What we realize is that this idea of one size fits all, at that time, was focused on what we call productivity like acquisitions teams, managing their pipeline, tasks and productivity. That one size fits all wasn't correct. It might work for a particular size investor with a particular thesis. That blew away so we’re like, “We've got to change how we do this. There's no way this is going to scale.”

 

We rewrote the platform to be what it is now, which is this flexible platform that's based around building your workflows and managing your data no matter what kinds of data you look at. It’s like building your data deal and data platform. That experience helped us. We then leapfrog to where we are and where we want to go, which is the data, the oil that's in the ground that everyone thinks that they want but they don't know what to do with.

 

A bit about your story too. You're a Technical Founder, which is rare in real estate. Sometimes I see a lot of sales-driven founders that lack the technical side as a VC. It's quite scary when you're doing due diligence and realize, “A lot of this code has been outsourced to a vendor or contractor.” Especially as you're taking the role of CEO, how do you balance your time? Did you start by writing the code yourself? Did you use your technical skills to oversee the development of the platform?

 

You're 100% right. We look at that as our superpower. What we found, especially in the prop-tech space, is that the idea of having a strong technical team in-house combined with real estate experience is pretty rare. I'm not talking about surface level but deeply understanding how one invests in real estate and the pain points that are around that. That's been our distinct advantage.

 

When we talk to customers, from a technical perspective, it's not like, “Let me go talk to my team and we'll get back to you in six months.” It's like, “Once we get off this call, we will make this change.” It will then be rolled out within the next hour or so. We built our platform ourselves. I wrote all of the code to get us to this point. We've made some more hires extending the team. We didn't want to build on top of another platform.

 

My background previous to TermSheet was always in traditional enterprise SaaS companies, whether that was CRM. I started my company prior to being acquired by this private equity shop, which was in the crowdfunding space.
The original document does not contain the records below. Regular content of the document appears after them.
//! Window creation, OpenGL context setup, and event loop management

use std::num::NonZeroU32;
use std::sync::Arc;
use std::time::Instant;

use glam::Vec2;
use glow::Context;
use glutin::config::ConfigTemplateBuilder;
use glutin::context::{ContextApi, ContextAttributesBuilder, Version};
use glutin::display::GetGlDisplay;
use glutin::prelude::*;
use glutin::surface::{SurfaceAttributesBuilder, WindowSurface};
use glutin_winit::DisplayBuilder;
use raw_window_handle::HasWindowHandle;
use tracing::info;
use winit::application::ApplicationHandler;
use winit::event::{ElementState, MouseButton, WindowEvent};
use winit::event_loop::{ActiveEventLoop, ControlFlow, EventLoop};
use winit::keyboard::PhysicalKey;
use winit::window::{CursorGrabMode, Window, WindowId};

#[cfg(target_os = "linux")]
use winit::platform::x11::EventLoopBuilderExtX11;

use crate::{App, CursorMode, EguiIntegration, FrameContext, InputState};

/// Configuration for the application window
#[derive(Clone)]
pub struct AppConfig {
    /// Window title
    pub title: String,
    /// Initial window width
    pub width: u32,
    /// Initial window height
    pub height: u32,
    /// OpenGL major version
    pub gl_major: u8,
    /// OpenGL minor version
    pub gl_minor: u8,
}

impl Default for AppConfig {
    fn default() -> Self {
        Self {
            title: "Application".to_string(),
            width: 1280,
            height: 720,
            gl_major: 4,
            gl_minor: 3,
        }
    }
}

impl AppConfig {
    pub fn new(title: impl Into<String>) -> Self {
        Self {
            title: title.into(),
            ..Default::default()
        }
    }

    pub fn with_size(mut self, width: u32, height: u32) -> Self {
        self.width = width;
        self.height = height;
        self
    }
}

/// Runtime state for an application
pub struct AppRuntime<A: App> {
    config: AppConfig,
    app: A,
    window: Option<Window>,
    gl_context: Option<glutin::context::PossiblyCurrentContext>,
    gl_surface: Option<glutin::surface::Surface<WindowSurface>>,
    gl: Option<Arc<Context>>,

    // Timing
    start_time: Instant,
    last_update: Instant,
    frame_count: u64,

    // Input state (accumulated between frames)
    input_state: InputState,
    last_mouse_pos: Option<Vec2>,

    egui: Option<EguiIntegration>,

    initialized: bool,
}

impl<A: App> AppRuntime<A> {
    pub fn new(app: A, config: AppConfig) -> Self {
        Self {
            config,
            app,
            window: None,
            gl_context: None,
            gl_surface: None,
            gl: None,
            start_time: Instant::now(),
            last_update: Instant::now(),
            frame_count: 0,
            input_state: InputState::default(),
            last_mouse_pos: None,
            egui: None,
            initialized: false,
        }
    }

    /// Reset per-frame input deltas (called after processing)
    fn reset_frame_deltas(&mut self) {
        self.input_state.mouse_delta = Vec2::ZERO;
        self.input_state.raw_mouse_delta = Vec2::ZERO;
        self.input_state.scroll_delta = Vec2::ZERO;
    }

    fn apply_cursor_mode(&self, window: &Window) {
        match self.app.cursor_mode() {
            CursorMode::Normal => {
                window.set_cursor_visible(true);
                let _ = window.set_cursor_grab(CursorGrabMode::None);
            }
            CursorMode::Hidden => {
                window.set_cursor_visible(false);
                let _ = window.set_cursor_grab(CursorGrabMode::None);
            }
            CursorMode::Grabbed => {
                window.set_cursor_visible(false);
                // Try Locked first, fall back to Confined
                if window.set_cursor_grab(CursorGrabMode::Locked).is_err() {
                    let _ = window.set_cursor_grab(CursorGrabMode::Confined);
                }
            }
        }
    }
}

impl<A: App> ApplicationHandler for AppRuntime<A> {
    fn resumed(&mut self, event_loop: &ActiveEventLoop) {
        if self.window.is_some() {
            return;
        }

        info!("initializing window and GL context");

        let window_attributes = Window::default_attributes()
            .with_title(&self.config.title)
            .with_inner_size(winit::dpi::LogicalSize::new(
                self.config.width,
                self.config.height,
            ));

        let template = ConfigTemplateBuilder::new()
            .with_alpha_size(8)
            .with_transparency(false);

        let display_builder = DisplayBuilder::new().with_window_attributes(Some(window_attributes));

        let (window, gl_config) = display_builder
            .build(event_loop, template, |configs| {
                configs
                    .reduce(|accum, config| {
                        if config.num_samples() > accum.num_samples() {
                            config
                        } else {
                            accum
                        }
                    })
                    .unwrap()
            })
            .unwrap();

        let window = window.unwrap();
        let window_handle = window.window_handle().ok().map(|h| h.as_raw());
        let gl_display = gl_config.display();

        let context_attributes = ContextAttributesBuilder::new()
            .with_context_api(ContextApi::OpenGl(Some(Version::new(
                self.config.gl_major,
                self.config.gl_minor,
            ))))
            .build(window_handle);

        let gl_context = unsafe {
            gl_display
                .create_context(&gl_config, &context_attributes)
                .unwrap()
        };

        let size = window.inner_size();
        let attrs = SurfaceAttributesBuilder::<WindowSurface>::new().build(
            window_handle.unwrap(),
            NonZeroU32::new(size.width).unwrap(),
            NonZeroU32::new(size.height).unwrap(),
        );

        let gl_surface = unsafe {
            gl_display
                .create_window_surface(&gl_config, &attrs)
                .unwrap()
        };

        let gl_context = gl_context.make_current(&gl_surface).unwrap();

        let gl = Arc::new(unsafe {
            Context::from_loader_function_cstr(|s| gl_display.get_proc_address(s))
        });

        info!("OpenGL context created");

        let egui = unsafe { EguiIntegration::new(&window, Arc::clone(&gl)) };

        if !self.initialized {
            let ctx = FrameContext {
                gl: &gl,
                window: &window,
                delta_time: 0.0,
                elapsed: 0.0,
                frame: 0,
                size: (size.width, size.height),
            };
            self.app.init(&ctx);
            self.initialized = true;
        }

        self.window = Some(window);
        self.gl_context = Some(gl_context);
        self.gl_surface = Some(gl_surface);
        self.gl = Some(gl);
        self.egui = Some(egui);
        self.start_time = Instant::now();
        self.last_update = Instant::now();
    }

    fn device_event(
        &mut self,
        _event_loop: &ActiveEventLoop,
        _device_id: winit::event::DeviceId,
        event: winit::event::DeviceEvent,
    ) {
        use winit::event::DeviceEvent;

        // Accumulate raw mouse motion for FPS look input.
        if let DeviceEvent::MouseMotion { delta } = event {
            self.input_state.raw_mouse_delta.x += delta.0 as f32;
            self.input_state.raw_mouse_delta.y += delta.1 as f32;
        }
    }

    fn window_event(
        &mut self,
        event_loop: &ActiveEventLoop,
        _window_id: WindowId,
        event: WindowEvent,
    ) {
        // Keep button state synchronized even when egui consumes the event,
        // so it cannot get stuck pressed.
        if let WindowEvent::MouseInput { state, button, .. } = &event {
            let pressed = *state == ElementState::Pressed;
            match button {
                MouseButton::Left => self.input_state.mouse_buttons.left = pressed,
                MouseButton::Right => self.input_state.mouse_buttons.right = pressed,
                MouseButton::Middle => self.input_state.mouse_buttons.middle = pressed,
                _ => {}
            }
        }

        // Let egui handle events first
        if let (Some(window), Some(egui)) = (self.window.as_ref(), self.egui.as_mut()) {
            if egui.on_window_event(window, &event) {
                return;
            }
        }

        match &event {
            WindowEvent::CursorMoved { position, .. } => {
                let new_pos = Vec2::new(position.x as f32, position.y as f32);
                if let Some(last_pos) = self.last_mouse_pos {
                    self.input_state.mouse_delta = new_pos - last_pos;
                }
                self.last_mouse_pos = Some(new_pos);
                self.input_state.mouse_pos = Some(new_pos);
            }
            WindowEvent::CursorLeft { .. } => {
                self.input_state.mouse_pos = None;
                self.last_mouse_pos = None;
            }
            WindowEvent::MouseWheel { delta, .. } => {
                let scroll = match delta {
                    winit::event::MouseScrollDelta::LineDelta(x, y) => Vec2::new(*x, *y),
                    winit::event::MouseScrollDelta::PixelDelta(pos) => {
                        Vec2::new(pos.x as f32, pos.y as f32) / 10.0
                    }
                };
                self.input_state.scroll_delta += scroll;
            }
            WindowEvent::KeyboardInput { event, .. } => {
                if let PhysicalKey::Code(keycode) = event.physical_key {
                    match event.state {
                        ElementState::Pressed => {
                            self.input_state.keys.insert(keycode);
                        }
                        ElementState::Released => {
                            self.input_state.keys.remove(&keycode);
                        }
                    }
                }
            }
            _ => {}
        }

        // Let app handle remaining events
        self.app.on_event(&event);

        match event {
            WindowEvent::CloseRequested => {
                info!("close requested");
                if let (Some(window), Some(gl)) = (self.window.as_ref(), self.gl.as_ref()) {
                    let size = window.inner_size();
                    let ctx = FrameContext {
                        gl,
                        window,
                        delta_time: 0.0,
                        elapsed: self.start_time.elapsed().as_secs_f32(),
                        frame: self.frame_count,
                        size: (size.width, size.height),
                    };
                    self.app.shutdown(&ctx);
                }
                event_loop.exit();
            }
            WindowEvent::Resized(size) => {
                // Keep the GL surface in sync; buffer reallocation is the
                // app's business and happens in its per-frame size check.
                if let (Some(gl_surface), Some(gl_context), Some(w), Some(h)) = (
                    self.gl_surface.as_ref(),
                    self.gl_context.as_ref(),
                    NonZeroU32::new(size.width),
                    NonZeroU32::new(size.height),
                ) {
                    gl_surface.resize(gl_context, w, h);
                }
                if let Some(window) = &self.window {
                    window.request_redraw();
                }
            }
            WindowEvent::RedrawRequested => {
                if let (Some(window), Some(gl), Some(gl_context), Some(gl_surface)) = (
                    self.window.as_ref(),
                    self.gl.as_ref(),
                    self.gl_context.as_ref(),
                    self.gl_surface.as_ref(),
                ) {
                    let now = Instant::now();
                    let delta_time = (now - self.last_update).as_secs_f32();
                    self.last_update = now;
                    let elapsed = self.start_time.elapsed().as_secs_f32();
                    let size = window.inner_size();

                    let ctx = FrameContext {
                        gl,
                        window,
                        delta_time,
                        elapsed,
                        frame: self.frame_count,
                        size: (size.width, size.height),
                    };

                    self.app.update(&ctx, &self.input_state);

                    if self.app.should_exit() {
                        info!("app requested exit");
                        self.app.shutdown(&ctx);
                        event_loop.exit();
                        return;
                    }

                    self.apply_cursor_mode(window);

                    self.app.render(&ctx);

                    if let Some(egui) = &mut self.egui {
                        egui.run(window, [size.width, size.height], |egui_ctx| {
                            self.app.ui(&ctx, egui_ctx);
                        });
                    }

                    gl_surface.swap_buffers(gl_context).unwrap();

                    self.frame_count += 1;

                    window.request_redraw();
                    self.reset_frame_deltas();
                }
            }
            _ => (),
        }
    }

    fn about_to_wait(&mut self, _event_loop: &ActiveEventLoop) {
        if let Some(window) = self.window.as_ref() {
            window.request_redraw();
        }
    }
}

/// Run an application with the given configuration
///
/// This creates the event loop, window, GL context, and runs the app.
pub fn run_app<A: App + 'static>(app: A, config: AppConfig) {
    let event_loop = create_event_loop();
    event_loop.set_control_flow(ControlFlow::Poll);

    let mut runtime = AppRuntime::new(app, config);

    event_loop.run_app(&mut runtime).expect("Event loop error");
}

/// Create an event loop (useful for custom runtime implementations)
pub fn create_event_loop() -> EventLoop<()> {
    #[cfg(target_os = "linux")]
    {
        let mut builder = EventLoop::builder();
        builder.with_x11();
        builder.build().expect("Failed to create event loop")
    }

    #[cfg(not(target_os = "linux"))]
    {
        EventLoop::new().expect("Failed to create event loop")
    }
}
We pivoted to a white-label platform. My point is I understand how to build enterprise-grade software, deploy it at scale and then combine that with Sahil and my real estate understanding experience. We can talk to customers because we know their problems but then we have this advantage that we can implement it. I'm a real estate investor myself so it's cool to be able to build a product that you use yourself. I can experience a problem like, “I wish it could do this,” because that's also what I want.

 

I've done due diligence calls with startups we're going to invest in and one thing that wins the deal for real estate customers is, “This startup was fast. They took our feedback and made changes. Unlike another vendor we used, who we ripped out, didn't have good technology. It was legacy software. They took years to make any changes. We don't feel like we're getting paid attention.”

 

 

 

 

This is a tried and true formula when you're running a startup. If you have the ability to talk to a customer and take their feedback as soon as you're off the call, you're working on some type of change and you’ll win that customer over. Especially when you've got a big customer that you're going after, you have to do that. On the other side, in other portfolio companies that I'm involved with, often when they're technical founders, the challenge is if we're building this great technology, we need a good sales guy or girl.

 

That seems to be the case. It's either you're a strong sales founder and you need a good technical founder or hire some engineers or your technical team and you need more sales. It's good when you have that. If any of our readers here are thinking of starting a company, do you think they should look for a cofounder or do you think you can outsource the tech or hire a salesperson? What's your view? There's no true formula but, surely, you have an opinion.

 

Especially in the early days, you can't outsource anything. That's my belief. You would feel the same way.

 

It's such hard advice to hear if you've got the idea and you can't find the cofounder but, at the same time, you don't have the money to hire an engineer. You're certainly not going to be able to do anything even if you spend the weekend coding or using a no-code platform. It's interesting because it's hard advice. What can someone do with that?

 

The no-code platforms are great. I look at the technical side of a business when you have that skillset as a blessing and a curse. The blessing is you can do the stuff you want to do. The curse is you can do the stuff maybe you shouldn't do. Instead of building a test MVP where I collect a form or test if someone clicks a button, I will build the product. Sometimes that's not the right thing to do. You should do the easy thing to test it.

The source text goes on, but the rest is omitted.